The Privacy Act provides, in pertinent part that:
(a) Any person who knowingly and willfully requests to obtain any record concerning an individual from the Corporation under false pretenses shall be guilty of a misdemeanor and find not more than $5,000 (5 U.S.C. 552a(I)(3)).

(b) A person who falsely or fraudulently attempts to obtain records under the Privacy Act also may be subject to prosecution under such other criminal statutes as 18 U.S.C. §§ 494, 495 and 1001.

§ 2508.19 What Privacy Act Exemptions or Control of Systems of Records Are Exempt from Disclosure?
(a) Certain systems of records that are maintained by the Corporation are exempted from provisions of the Privacy Act in accordance with exemptions (j) and (k) of 5 U.S.C. 552a.

  1. Exemption of Inspector General system of records. Pursuant to, and limited by 5 U.S.C. 552a(j)(2), the system of records maintained by the Office of the Inspector General that contains the Investigative Files shall be exempted from the provisions of 5 U.S.C. 552a, except subsections (b), (c)(1) and (2), (e)(4)(A) through (F), (e)(6)(7), (9), (10), and (11), and (I), and 45 CFR Parts 2508.11, 2508.12, 2508.13, 2508.14, 2508.15, 2508.16, and 2508.17, insofar as the system contains information pertaining to criminal law enforcement investigations.
  2. Pursuant to, and limited by 5 U.S.C. 552a(k)(2), the system of records maintained by the Office of the Inspector General that contains the Investigative Files shall be exempted from 5 U.S.C. 552a (c)(3), (d), (e)(1), (e)(4) (G), (H), and (I), and (f), and 45 CFR Parts 2508.11, 2508.12, 2508.13, 2508.14, 2508.15, 2508.16, and 2508.17, insofar as the system contains investigatory materials compiled for law enforcement purposes.

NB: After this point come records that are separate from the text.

impl ToolTable {
    /// Build a table, rejecting duplicate or blank names.
    pub fn from_entries(entries: Vec<ToolEntry>) -> Result<Self, BridgeError> {
        let mut tools = HashMap::new();
        for entry in entries {
            if entry.name.trim().is_empty() {
                return Err(BridgeError::Config {
                    reason: "tool names must not be empty".into(),
                });
            }
            if let ToolBehavior::BatchFanout { list_arg, item_arg } = &entry.behavior {
                if list_arg.is_empty() || item_arg.is_empty() {
                    return Err(BridgeError::Config {
                        reason: format!("batch tool '{}' needs list_arg and item_arg", entry.name),
                    });
                }
            }
            if tools.contains_key(&entry.name) {
                return Err(BridgeError::Config {
                    reason: format!("tool '{}' registered twice", entry.name),
                });
            }
            tools.insert(entry.name.clone(), entry);
        }
        Ok(Self { tools })
    }

    /// The built-in BrightData tool surface.
    pub fn with_defaults() -> Self {
        let fetch = ToolBehavior::UniversalFetch {
            url_arg: default_url_arg(),
            fallback_title: default_fetch_title(),
        };
        let entries = vec![
            ToolEntry {
                name: "ping".into(),
                upstream: None,
                behavior: ToolBehavior::Ping,
                description: "Confirms the bridge is reachable.".into(),
            },
            ToolEntry::new(
                "search",
                "search_engine",
                ToolBehavior::UniversalSearch,
                "Web search returning {results: [{id, title, url}]}.",
            ),
            ToolEntry::new(
                "fetch",
                "scrape_as_markdown",
                fetch,
                "Fetch one document by id (URL) as {id, title, url, text}.",
            ),
            ToolEntry::new(
                "search_engine",
                "search_engine",
                ToolBehavior::PassThrough,
                "Raw search engine results.",
            ),
            ToolEntry::new(
                "scrape_as_markdown",
                "scrape_as_markdown",
                ToolBehavior::PassThrough,
                "Scrape a page as Markdown.",
            ),
            ToolEntry::new(
                "scrape_as_html",
                "scrape_as_html",
                ToolBehavior::PassThrough,
                "Scrape a page as HTML.",
            ),
            ToolEntry::new(
                "search_engine_batch",
                "search_engine",
                ToolBehavior::BatchFanout {
                    list_arg: "queries".into(),
                    item_arg: "query".into(),
                },
                "Run several searches; one result or error per query.",
            ),
            ToolEntry::new(
                "scrape_batch",
                "scrape_as_markdown",
                ToolBehavior::BatchFanout {
                    list_arg: "urls".into(),
                    item_arg: "url".into(),
                },
                "Scrape several pages; one result or error per URL.",
            ),
        ];
        let tools = entries.into_iter().map(|e| (e.name.clone(), e)).collect();
        Self { tools }
    }

    pub fn get(&self, name: &str) -> Option<&ToolEntry> {
        self.tools.get(name)
    }

    /// Registered tool names, sorted.
    pub fn tool_names(&self) -> Vec<&str> {
        let mut names: Vec<&str> = self.tools.keys().map(String::as_str).collect();
        names.sort_unstable();
        names
    }

    /// `(name, description)` pairs, sorted by name.
    pub fn describe(&self) -> Vec<(String, String)> {
        self.tool_names()
            .into_iter()
            .filter_map(|n| self.tools.get(n))
            .map(|e| (e.name.clone(), e.description.clone()))
            .collect()
    }

    pub fn len(&self) -> usize {
        self.tools.len()
    }

    pub fn is_empty(&self) -> bool {
        self.tools.is_empty()
    }
}

// ─── Outputs ─────────────────────────────────────────────────────────────────

/// One entry of a fan-out result. Failures are markers, not aborts.
#[derive(Debug, Clone, PartialEq, Serialize)]
pub struct BatchItem {
    pub index: usize,
    pub input: Value,
    pub ok: bool,
    #[serde(skip_serializing_if = "Option::is_none")]
    pub result: Option<RawPayload>,
    #[serde(skip_serializing_if = "Option::is_none")]
    pub error: Option<ErrorBody>,
}

/// Whatever a tool returns.
#[derive(Debug, Clone, PartialEq, Serialize)]
#[serde(untagged)]
pub enum DispatchOutput {
    Raw(RawPayload),
    Search(NormalizedSearchResponse),
    Fetch(CanonicalResult),
    Batch(Vec<BatchItem>),
    Text(String),
}

// ─── Bridge ──────────────────────────────────────────────────────────────────

/// Dispatch tuning.
#[derive(Debug, Clone, Copy)]
pub struct BridgeOptions {
    pub call_timeout: Duration,
    pub batch_concurrency: usize,
}

impl Default for BridgeOptions {
    fn default() -> Self {
        Self {
            call_timeout: Duration::from_secs(30),
            batch_concurrency: 4,
        }
    }
}

/// The tool-invocation bridge.
pub struct Bridge {
    table: ToolTable,
    session: Arc<UpstreamSession>,
    options: BridgeOptions,
}

impl Bridge {
    pub fn new(table: ToolTable, session: Arc<UpstreamSession>, options: BridgeOptions) -> Self {
        Self {
            table,
            session,
            options: BridgeOptions {
                batch_concurrency: options.batch_concurrency.max(1),
                ..options
            },
        }
    }

    /// Build the transport, session and table a config describes.
    ///
    /// Does not connect; the session opens on the first forwarded call.
    pub fn from_config(config: &BridgeConfig) -> Result<Self, BridgeError> {
        config.validate()?;

        let transport: Arc<dyn Transport> = match config.transport {
            TransportKind::Http => Arc::new(HttpTransport::new(&config.endpoint, &config.credential)?),
            TransportKind::Sse => Arc::new(SseTransport::new(
                &config.endpoint,
                &config.credential,
                config.multiplex,
            )?),
        };
        let session = Arc::new(UpstreamSession::new(transport, config.session_options()));

        let table = match &config.tools {
            Some(entries) => ToolTable::from_entries(entries.clone())?,
            None => ToolTable::with_defaults(),
        };

        Ok(Self::new(
            table,
            session,
            BridgeOptions {
                call_timeout: config.call_timeout(),
                batch_concurrency: config.batch_concurrency,
            },
        ))
    }

    pub fn table(&self) -> &ToolTable {
        &self.table
    }

    pub fn session(&self) -> &Arc<UpstreamSession> {
        &self.session
    }

    /// Invoke a tool with the default timeout.
    pub async fn dispatch(&self, name: &str, arguments: Value) -> Result<DispatchOutput, BridgeError> {
        self.dispatch_with_timeout(name, arguments, None).await
    }

    /// Invoke a tool, overriding the per-call timeout when `timeout` is set.
    pub async fn dispatch_with_timeout(
        &self,
        name: &str,
        arguments: Value,
        timeout: Option<Duration>,
    ) -> Result<DispatchOutput, BridgeError> {
        let entry = self.table.get(name).ok_or_else(|| BridgeError::Dispatch {
            kind: DispatchKind::UnknownTool,
            name: name.to_string(),
        })?;
        let timeout = timeout.unwrap_or(self.options.call_timeout);
        let start = Instant::now();

        let result = match &entry.behavior {
            ToolBehavior::Ping => Ok(DispatchOutput::Text("pong".into())),
            ToolBehavior::PassThrough => self
                .forward(ToolCall::new(entry.upstream_tool(), arguments), timeout)
                .await
                .map(DispatchOutput::Raw),
            ToolBehavior::UniversalSearch => self.search(entry, arguments, timeout).await,
            ToolBehavior::UniversalFetch {
                url_arg,
                fallback_title,
            } => {
                self.fetch(entry, arguments, url_arg, fallback_title, timeout)
                    .await
            }
            ToolBehavior::BatchFanout { list_arg, item_arg } => {
                self.fan_out(entry, arguments, list_arg, item_arg, timeout)
                    .await
            }
        };

        let elapsed_ms = start.elapsed().as_millis() as u64;
        match &result {
            Ok(_) => tracing::info!(tool = %name, elapsed_ms, "tool call succeeded"),
            Err(e) => tracing::warn!(
                tool = %name,
                elapsed_ms,
                tag = e.tag(),
                error = %e,
                "tool call failed"
            ),
        }
        result
    }

    /// Close the upstream session, cancelling anything in flight.
    pub async fn shutdown(&self) {
        self.session.close().await;
    }

    // ─── Handlers ────────────────────────────────────────────────────────

    async fn forward(&self, call: ToolCall, timeout: Duration) -> Result<RawPayload, BridgeError> {
        let request = translate(&call)?;
        self.session.call(request, timeout).await
    }

    async fn search(
        &self,
        entry: &ToolEntry,
        arguments: Value,
        timeout: Duration,
    ) -> Result<DispatchOutput, BridgeError> {
        required_str(&entry.name, &arguments, "query")?;
        let payload = self
            .forward(ToolCall::new(entry.upstream_tool(), arguments), timeout)
            .await?;
        Ok(DispatchOutput::Search(normalize_search(&payload)))
    }

    async fn fetch(
        &self,
        entry: &ToolEntry,
        arguments: Value,
        url_arg: &str,
        fallback_title: &str,
        timeout: Duration,
    ) -> Result<DispatchOutput, BridgeError> {
        let id = required_str(&entry.name, &arguments, "id")?;

        let mut upstream_args = object_args(&entry.name, arguments)?;
        upstream_args.remove("id");
        upstream_args.insert(url_arg.to_string(), Value::String(id.clone()));

        let payload = self
            .forward(
                ToolCall::new(entry.upstream_tool(), Value::Object(upstream_args)),
                timeout,
            )
            .await?;
        Ok(DispatchOutput::Fetch(normalize_fetch(&payload, &id, fallback_title)))
    }

    async fn fan_out(
        &self,
        entry: &ToolEntry,
        arguments: Value,
        list_arg: &str,
        item_arg: &str,
        timeout: Duration,
    ) -> Result<DispatchOutput, BridgeError> {
        let mut base = object_args(&entry.name, arguments)?;
        let items = match base.remove(list_arg) {
            Some(Value::Array(items)) if !items.is_empty() => items,
            Some(Value::Array(_)) => {
                return Err(BridgeError::validation(format!(
                    "'{list_arg}' for '{}' must not be empty",
                    entry.name
                )))
            }
            Some(other) => {
                return Err(BridgeError::validation(format!(
                    "'{list_arg}' for '{}' must be an array, got {}",
                    entry.name,
                    json_type_name(&other)
                )))
            }
            None => {
                return Err(BridgeError::validation(format!(
                    "'{}' requires a '{list_arg}' array",
                    entry.name
                )))
            }
        };

        let upstream = entry.upstream_tool();
        let total = items.len();
        tracing::debug!(tool = %entry.name, total, "fanning out batch");

        let calls = items.into_iter().enumerate().map(|(index, item)| {
            let mut args = base.clone();
            args.insert(item_arg.to_string(), item.clone());
            let call = ToolCall::new(upstream, Value::Object(args));
            async move { (index, item, self.forward(call, timeout).await) }
        });

        let mut outcomes: Vec<(usize, Value, Result<RawPayload, BridgeError>)> = stream::iter(calls)
            .buffer_unordered(self.options.batch_concurrency)
            .collect()
            .await;
        outcomes.sort_by_key(|(index, _, _)| *index);

        let batch: Vec<BatchItem> = outcomes
            .into_iter()
            .map(|(index, input, outcome)| match outcome {
                Ok(payload) => BatchItem {
                    index,
                    input,
                    ok: true,
                    result: Some(payload),
                    error: None,
                },
                Err(e) => BatchItem {
                    index,
                    input,
                    ok: false,
                    result: None,
                    error: Some(e.to_body()),
                },
            })
            .collect();

        let failed = batch.iter().filter(|b| !b.ok).count();
        if failed > 0 {
            tracing::info!(tool = %entry.name, total, failed, "batch finished with failures");
        }
        Ok(DispatchOutput::Batch(batch))
    }
}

(b) Exemptions to the General Counsel system of records. Pursuant to, and limited by 5 U.S.C. 552a(d)(5), the system of records maintained by the Office of the General Counsel that contains the Legal Office Litigation/Correspondence Files shall be exempted from the provisions of 5 U.S.C. 552a(d)(5), and 45 CFR 2508.4, insofar as the system contains information compiled in reasonable anticipation of a civil action or proceeding.

§ 2508.20 What are the restrictions regarding the release of mailing lists?
An individual's name and address may not be sold or rented by the Corporation unless such action is specifically authorized by law. This section does not require the withholding of names and addresses otherwise permitted to be made public.

Electronic Reading Room

The Electronic Freedom of Information Act Amendments of 1996 (E-FOIA) contains a provision that requires agencies to permit the public to inspect and copy records that are likely to become the subject of multiple FOIA requests, provided the records were: (1) created after November 1, 1996; and (2) released under FOIA on or after March 31, 1997.

In furtherance of Executive Order #13392, "Improving Agency Disclosure of Information," Fernando Laguarda, General Counsel, is the Chief Freedom of Information Act Officer for AmeriCorps.
 
E-FOIA also requires agencies to make copies of records that will be the subject of multiple FOIA requests available electronically, so that people do not need to submit a written FOIA request to AmeriCorps for those records.

  • Final Orders and Opinions - AmeriCorps does not have any documents in this category.
  • Policy Statements - AmeriCorps does not have any documents in this category.